GOSFORD PARK

 
Un film de Robert Altman

Etats-Unis. 2001. Scénario : Julian Fellowes. Photo : Andrew Dunn. Musique : Patrick Doyle. Production : Bob Balaban, David Levy et Robert Altman. Durée : 2 h 17.

Avec Kristin Scott Thomas, Maggie Smith, Emily Watson, Derek Jacobi, Stephen Fry...
 
My tailor is rich.
Soyez les bienvenus dans l'Angleterre des années 1930. Les Mc Cordle vous invitent dans leur majestueuse demeure. Au programme : petits déjeuners au lit, repas entre convives de haut standing, partie de chasse pour les hommes, puis réception autour d'une tasse de thé (ou de whisky) avec les femmes, enfin multiples discussions sur les questions d'argent fondamentales et soirées animées par des stars de cinéma en personne. Voilà, cela concerne les maîtres et maîtresses bien évidemment. Si vous êtes domestique, perdez votre nom dès l'instant où vous entrez et ayez l'obligeance de filer en vitesse vers vos quartiers. Votre programme : porter les petits déjeuners au lit, habiller ou déshabiller monsieur ou madame, servir à toute heure sans un mot de travers, rapporter les potins du jour, enfin danser en cachette sur les airs de votre star favorite.

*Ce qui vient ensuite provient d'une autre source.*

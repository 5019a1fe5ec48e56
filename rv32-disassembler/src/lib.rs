//! # RV32 Disassembler
//!
//! Decode RV32 instruction words and render them as assembly text.
//!
//! [`decode`] is total: every 32-bit word maps to an [`Instruction`], with
//! unknown encodings mapped to [`Instruction::Unrecognized`]. The runtime
//! uses the same decoder, so whatever the disassembler shows is what the
//! executor runs.
//!
//! ## Example
//!
//! ```rust
//! use rv32_spec::Program;
//! use rv32_disassembler::disassemble;
//!
//! let program = Program::new(vec![0x000012B7, 0x00000073]); // lui, ecall
//! let asm = disassemble(&program);
//! assert!(asm.contains("lui t0, 0x1"));
//! assert!(asm.contains("ecall"));
//! ```
//!
//! [`Instruction`]: rv32_spec::Instruction
//! [`Instruction::Unrecognized`]: rv32_spec::Instruction::Unrecognized

pub mod decoder;
pub mod formatter;
pub mod disassembler;

pub use disassembler::disassemble;
pub use decoder::decode;
pub use formatter::format;
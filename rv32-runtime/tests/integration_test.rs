//! Integration tests for the RV32 runtime

use proptest::prelude::*;
use rv32_runtime::{HaltReason, RuntimeError, VMConfig, VM};
use rv32_spec::encoding::encode;
use rv32_spec::{Instruction, Program, Register};

fn program(instructions: &[Instruction]) -> Program {
    Program::new(instructions.iter().map(encode).collect())
}

#[test]
fn test_lui_then_fetch_past_end() {
    // lui t0, 0x1 with nothing after it
    let vm = VM::new(Program::new(vec![0x000012B7]), VMConfig::default());
    let err = vm.run().unwrap_err();

    assert!(matches!(err, RuntimeError::OutOfBounds { pc: 4 }));
}

#[test]
fn test_lui_single_step() {
    let mut vm = VM::new(Program::new(vec![0x000012B7]), VMConfig::default());

    assert_eq!(vm.step().unwrap(), None);
    assert_eq!(vm.state().read(Register::R5), 0x0000_1000);
    assert_eq!(vm.state().pc(), 4);
}

#[test]
fn test_addi_negative_immediate() {
    // addi a0, zero, 10 ; addi a0, a0, -3 ; ecall
    let code = vec![0x00A00513, 0xFFD50513, 0x00000073];
    let result = VM::new(Program::new(code), VMConfig::default()).run().unwrap();

    assert_eq!(result.registers.get(Register::A0), 7);
    assert_eq!(result.steps, 2);
}

#[test]
fn test_add_wraps() {
    // Program:
    //   ADDI a0, zero, -1
    //   ADDI a1, zero, 1
    //   ADD a2, a0, a1
    //   ECALL
    let code = program(&[
        Instruction::Addi {
            rd: Register::A0,
            rs1: Register::ZERO,
            imm: -1,
        },
        Instruction::Addi {
            rd: Register::A1,
            rs1: Register::ZERO,
            imm: 1,
        },
        Instruction::Add {
            rd: Register::A2,
            rs1: Register::A0,
            rs2: Register::A1,
        },
        Instruction::Ecall,
    ]);

    let result = VM::new(code, VMConfig::default()).run().unwrap();

    assert_eq!(result.registers.get(Register::A0), 0xFFFF_FFFF);
    assert_eq!(result.registers.get(Register::A2), 0);
}

#[test]
fn test_ecall_leaves_pc_at_ecall() {
    let code = program(&[
        Instruction::Addi {
            rd: Register::T0,
            rs1: Register::ZERO,
            imm: 1,
        },
        Instruction::Addi {
            rd: Register::T0,
            rs1: Register::T0,
            imm: 1,
        },
        Instruction::Ecall,
        Instruction::Unrecognized,
    ]);

    let result = VM::new(code, VMConfig::default()).run().unwrap();

    assert_eq!(result.halt_reason, HaltReason::Ecall);
    assert_eq!(result.registers.pc, 8);
    assert_eq!(result.registers.get(Register::T0), 2);
}

#[test]
fn test_unrecognized_word_faults_with_context() {
    // addi ; lw a0, 0(sp)
    let code = vec![0x00000013, 0x00012503];
    let err = VM::new(Program::new(code), VMConfig::default()).run().unwrap_err();

    match err {
        RuntimeError::Unimplemented { word, pc } => {
            assert_eq!(word, 0x00012503);
            assert_eq!(pc, 4);
        }
        other => panic!("expected Unimplemented, got {other:?}"),
    }
}

#[test]
fn test_countdown_loop() {
    // Sum 1..=10 into a1:
    //   addi a0, zero, 10
    // loop:
    //   add  a1, a1, a0
    //   addi a0, a0, -1
    //   blt  zero, a0, loop
    //   ecall
    let code = program(&[
        Instruction::Addi {
            rd: Register::A0,
            rs1: Register::ZERO,
            imm: 10,
        },
        Instruction::Add {
            rd: Register::A1,
            rs1: Register::A1,
            rs2: Register::A0,
        },
        Instruction::Addi {
            rd: Register::A0,
            rs1: Register::A0,
            imm: -1,
        },
        Instruction::Blt {
            rs1: Register::ZERO,
            rs2: Register::A0,
            offset: -8,
        },
        Instruction::Ecall,
    ]);

    let result = VM::new(code, VMConfig::default()).run().unwrap();

    assert_eq!(result.registers.get(Register::A1), 55);
    assert_eq!(result.registers.pc, 16);
}

#[test]
fn test_call_and_return() {
    // jal ra, func ; ecall ; func: addi a0, zero, 99 ; jalr zero, 0(ra)
    let code = program(&[
        Instruction::Jal {
            rd: Register::RA,
            offset: 8,
        },
        Instruction::Ecall,
        Instruction::Addi {
            rd: Register::A0,
            rs1: Register::ZERO,
            imm: 99,
        },
        Instruction::Jalr {
            rd: Register::ZERO,
            rs1: Register::RA,
            offset: 0,
        },
    ]);

    let result = VM::new(code, VMConfig::default()).run().unwrap();

    assert_eq!(result.registers.get(Register::A0), 99);
    assert_eq!(result.registers.get(Register::RA), 4);
    assert_eq!(result.registers.pc, 4);
    assert_eq!(result.steps, 3);
}

#[test]
fn test_auipc_reads_current_pc() {
    let code = program(&[
        Instruction::Addi {
            rd: Register::ZERO,
            rs1: Register::ZERO,
            imm: 0,
        },
        Instruction::Auipc {
            rd: Register::A0,
            imm: 0x2000,
        },
        Instruction::Ecall,
    ]);

    let result = VM::new(code, VMConfig::default()).run().unwrap();
    assert_eq!(result.registers.get(Register::A0), 0x2004);
}

#[test]
fn test_step_limit_on_self_loop() {
    let code = program(&[Instruction::Jal {
        rd: Register::ZERO,
        offset: 0,
    }]);

    let result = VM::new(code, VMConfig::with_max_steps(1_000)).run().unwrap();

    assert_eq!(result.halt_reason, HaltReason::StepLimit);
    assert_eq!(result.steps, 1_000);
}

#[test]
fn test_zero_step_budget_halts_before_fetch() {
    // An empty program would fault on fetch; a zero budget stops first
    let result = VM::new(Program::default(), VMConfig::with_max_steps(0))
        .run()
        .unwrap();

    assert_eq!(result.halt_reason, HaltReason::StepLimit);
    assert_eq!(result.steps, 0);
}

#[test]
fn test_cancel_from_another_thread() {
    use std::sync::atomic::{AtomicBool, Ordering};
    use std::sync::Arc;

    let code = program(&[Instruction::Jal {
        rd: Register::ZERO,
        offset: 0,
    }]);
    let flag = Arc::new(AtomicBool::new(false));
    let vm = VM::new(code, VMConfig::default()).with_cancel_flag(flag.clone());

    let handle = std::thread::spawn(move || vm.run());
    flag.store(true, Ordering::Relaxed);
    let result = handle.join().unwrap().unwrap();

    assert_eq!(result.halt_reason, HaltReason::Cancelled);
}

fn arb_register() -> impl Strategy<Value = Register> {
    (0usize..32).prop_map(|i| Register::ALL[i])
}

fn arb_alu_instruction() -> impl Strategy<Value = Instruction> {
    prop_oneof![
        (arb_register(), arb_register(), -2048i32..2048)
            .prop_map(|(rd, rs1, imm)| Instruction::Addi { rd, rs1, imm }),
        (arb_register(), arb_register(), -2048i32..2048)
            .prop_map(|(rd, rs1, imm)| Instruction::Xori { rd, rs1, imm }),
        (arb_register(), arb_register(), 0u8..32)
            .prop_map(|(rd, rs1, shamt)| Instruction::Srai { rd, rs1, shamt }),
        (arb_register(), any::<u32>())
            .prop_map(|(rd, imm)| Instruction::Lui { rd, imm: imm & 0xFFFF_F000 }),
        (arb_register(), arb_register(), arb_register())
            .prop_map(|(rd, rs1, rs2)| Instruction::Add { rd, rs1, rs2 }),
        (arb_register(), arb_register(), arb_register())
            .prop_map(|(rd, rs1, rs2)| Instruction::Sub { rd, rs1, rs2 }),
        (arb_register(), arb_register(), arb_register())
            .prop_map(|(rd, rs1, rs2)| Instruction::Sltu { rd, rs1, rs2 }),
        (arb_register(), arb_register(), arb_register())
            .prop_map(|(rd, rs1, rs2)| Instruction::Or { rd, rs1, rs2 }),
    ]
}

proptest! {
    #[test]
    fn prop_zero_register_stays_zero(instructions in prop::collection::vec(arb_alu_instruction(), 1..64)) {
        let mut vm = VM::new(program(&instructions), VMConfig::default());

        for _ in 0..instructions.len() {
            prop_assert_eq!(vm.step().unwrap(), None);
            prop_assert_eq!(vm.state().read(Register::ZERO), 0);
        }
        prop_assert_eq!(vm.state().pc() as usize, instructions.len() * 4);
    }

    #[test]
    fn prop_straight_line_code_runs_off_the_end(instructions in prop::collection::vec(arb_alu_instruction(), 0..32)) {
        let err = VM::new(program(&instructions), VMConfig::default()).run().unwrap_err();
        prop_assert!(
            matches!(err, RuntimeError::OutOfBounds { pc } if pc as usize == instructions.len() * 4),
            "expected OutOfBounds, got {:?}",
            err
        );
    }
}
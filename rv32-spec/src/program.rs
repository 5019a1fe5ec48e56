//! # Program Image
//!
//! A flat binary of little-endian 32-bit instruction words. There is no
//! header and no symbol table; the first word sits at address 0.

use crate::error::{Result, Rv32Error};
use crate::INSTRUCTION_SIZE;
use std::fmt;
use std::path::Path;

/// A validated program image
#[derive(Clone, Debug, PartialEq, Eq, Default)]
pub struct Program {
    /// Instruction words, in address order
    pub code: Vec<u32>,
}

impl Program {
    /// Create a program from instruction words
    pub fn new(code: Vec<u32>) -> Self {
        Self { code }
    }

    /// Parse a flat image.
    ///
    /// The length must be a non-zero multiple of 4. Nothing is returned for
    /// a rejected image, so a program is never partially loaded.
    pub fn from_bytes(bytes: &[u8]) -> Result<Self> {
        if bytes.is_empty() {
            return Err(Rv32Error::EmptyImage);
        }
        if bytes.len() % INSTRUCTION_SIZE as usize != 0 {
            return Err(Rv32Error::InvalidImageSize { len: bytes.len() });
        }

        let code = bytes
            .chunks_exact(INSTRUCTION_SIZE as usize)
            .map(|chunk| u32::from_le_bytes([chunk[0], chunk[1], chunk[2], chunk[3]]))
            .collect();

        Ok(Self { code })
    }

    /// Read and parse an image file
    pub fn from_file(path: impl AsRef<Path>) -> Result<Self> {
        let bytes = std::fs::read(path)?;
        Self::from_bytes(&bytes)
    }

    /// Serialize back to the flat image format
    pub fn to_bytes(&self) -> Vec<u8> {
        self.code.iter().flat_map(|word| word.to_le_bytes()).collect()
    }

    /// Number of instruction words
    #[inline]
    pub fn len(&self) -> usize {
        self.code.len()
    }

    #[inline]
    pub fn is_empty(&self) -> bool {
        self.code.is_empty()
    }

    /// Image size in bytes
    #[inline]
    pub fn size_bytes(&self) -> usize {
        self.code.len() * INSTRUCTION_SIZE as usize
    }
}

impl fmt::Display for Program {
    fn fmt(&self, f: &mut fmt::Formatter<'_>) -> fmt::Result {
        write!(f, "Program ({} instructions, {} bytes)", self.len(), self.size_bytes())
    }
}
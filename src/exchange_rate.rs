use chrono::{DateTime, Utc};
use rust_decimal::Decimal;

use crate::inserter::InsertError;

/// One rate observation as returned by the API, alive for a single run.
#[derive(Debug, Clone, PartialEq)]
pub struct ExchangeRateSample {
    pub fetched_at_epoch: i64,
    pub source_currency: String,
    pub target_currency: String,
    pub rate_value: Decimal,
}

/// Row of `history_rate_btc_rub`. Column names follow the existing table.
#[derive(Debug, Clone, PartialEq)]
pub struct HistoryRow {
    pub date_rate: DateTime<Utc>,
    pub currencie_form: String,
    pub currencie_to: String,
    pub value_rate: Decimal,
}

impl TryFrom<&ExchangeRateSample> for HistoryRow {
    type Error = InsertError;

    fn try_from(sample: &ExchangeRateSample) -> Result<Self, Self::Error> {
        let date_rate = DateTime::from_timestamp(sample.fetched_at_epoch, 0)
            .ok_or(InsertError::Timestamp(sample.fetched_at_epoch))?;

        Ok(HistoryRow {
            date_rate,
            currencie_form: sample.source_currency.clone(),
            currencie_to: sample.target_currency.clone(),
            value_rate: sample.rate_value,
        })
    }
}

Ah ! Et j'allais oublier, assassiner le maître de maison lorsque vous aurez un petit moment… à moins que ce ne soit pas à vous de le faire…

Mc Cordle's fortune.
Sept nominations aux oscars, voilà qui devrait influencer le public à se jeter dans les salles. Et le fait est qu'il n'aura pas tort, car à nouveau Altman a vu grand dans un microcosme particulier. Cette fois-ci, il nous plonge dans l'univers ultra codifié de l'Angleterre fortunée des années 30 avec la finesse et l'élégance qu'on lui connaît. Nul doute que le tournage fût précédé de recherches approfondies sur le sujet pour au final retrouver un monde si traditionnel, si débordant de réalité et de vérités.

 
Tout dans le traitement à la fois de l'image et de l'histoire révèle une nature distinguée. Des cadrages travaillés dans le moindre détail, des décors somptueux et des plans séquences brillants de technique et d'ingéniosité font entre autre que le film se distingue dans le genre en question. Robert Altman figure dans la catégorie de ces réalisateurs capables de mener rondement plusieurs intrigues au sein d'une intrigue plus large. On se régale alors du florilège des personnages qui nous est présenté, chacun ayant sa pierre à porter à l'édifice. Le réalisateur ne s'est permis aucune concession, mettant au moment approprié la lumière sur le bon personnage, si bien que le spectateur ne se sent jamais lésé (même s'il faut un temps d'adaptation avant de s'habituer au nom de chacun).
D'autant plus que la mise en scène subtile d'Altman consiste à passer d'une intrigue à l'autre quasiment dans le même plan. Cela nous offre quelques plans séquence d'une délicatesse et d'une efficacité rare lorsqu'il récupère chaque personnage dans des discussions et des directions différentes (car la demeure est à la mesure du film : gigantesque). Durant la première partie, on assiste donc à une comédie de mœurs, doublée d'une fable sociale, empreinte d'un humour souvent grinçant à souhait. Puis dans la seconde partie, on bascule du côté du "whodunit " à la Agatha Christie tout aussi captivant. Le réalisateur expérimenté s'amuse donc à nous présenter le milieu en pointant du doigt les rapports complexes entre deux mondes totalement antagonistes, à savoir celui du maître et celui du serviteur, mais ne pouvant perdurer l'un sans l'autre.
 

Il nous implique également dans l'histoire puisque de toute évidence le monde est (même différemment) encore très hiérarchisé et impose de nombreux rapports de classe. Puis, lorsque nous croyons détenir la clé de la liaison entre les personnages, il nous déroute, nous guide de confidences en confidences sur de fausses pistes et joue à nous semer sans nous perdre de vue. Si bien que finalement, on est absorbé mais parfois à côté de la plaque. Mais le bonheur dans un "whodunit " (excusez-moi monsieur Hitchcock) n'est-il pas d'être surpris ? D'autre part, Altman introduit dans Gosford Park un rapport très fort au cinéma. En effet, il en profite pour dénoncer certaines méthodes de production Hollywoodienne à travers ses personnages américains. Mais il établit également un lien très fort entre le scénario tenu par le personnage du producteur et celui du film, l'un évoluant en fonction de l'autre chacun à leur tour. Altman informe le spectateur grâce à l'un et le désinforme grâce à l'autre… Ainsi s'installe son inlassable jeu avec la salle.
Bref un travail considérable qui fait de Gosford Park une œuvre forte dans le fond et la forme à ne pas manquer.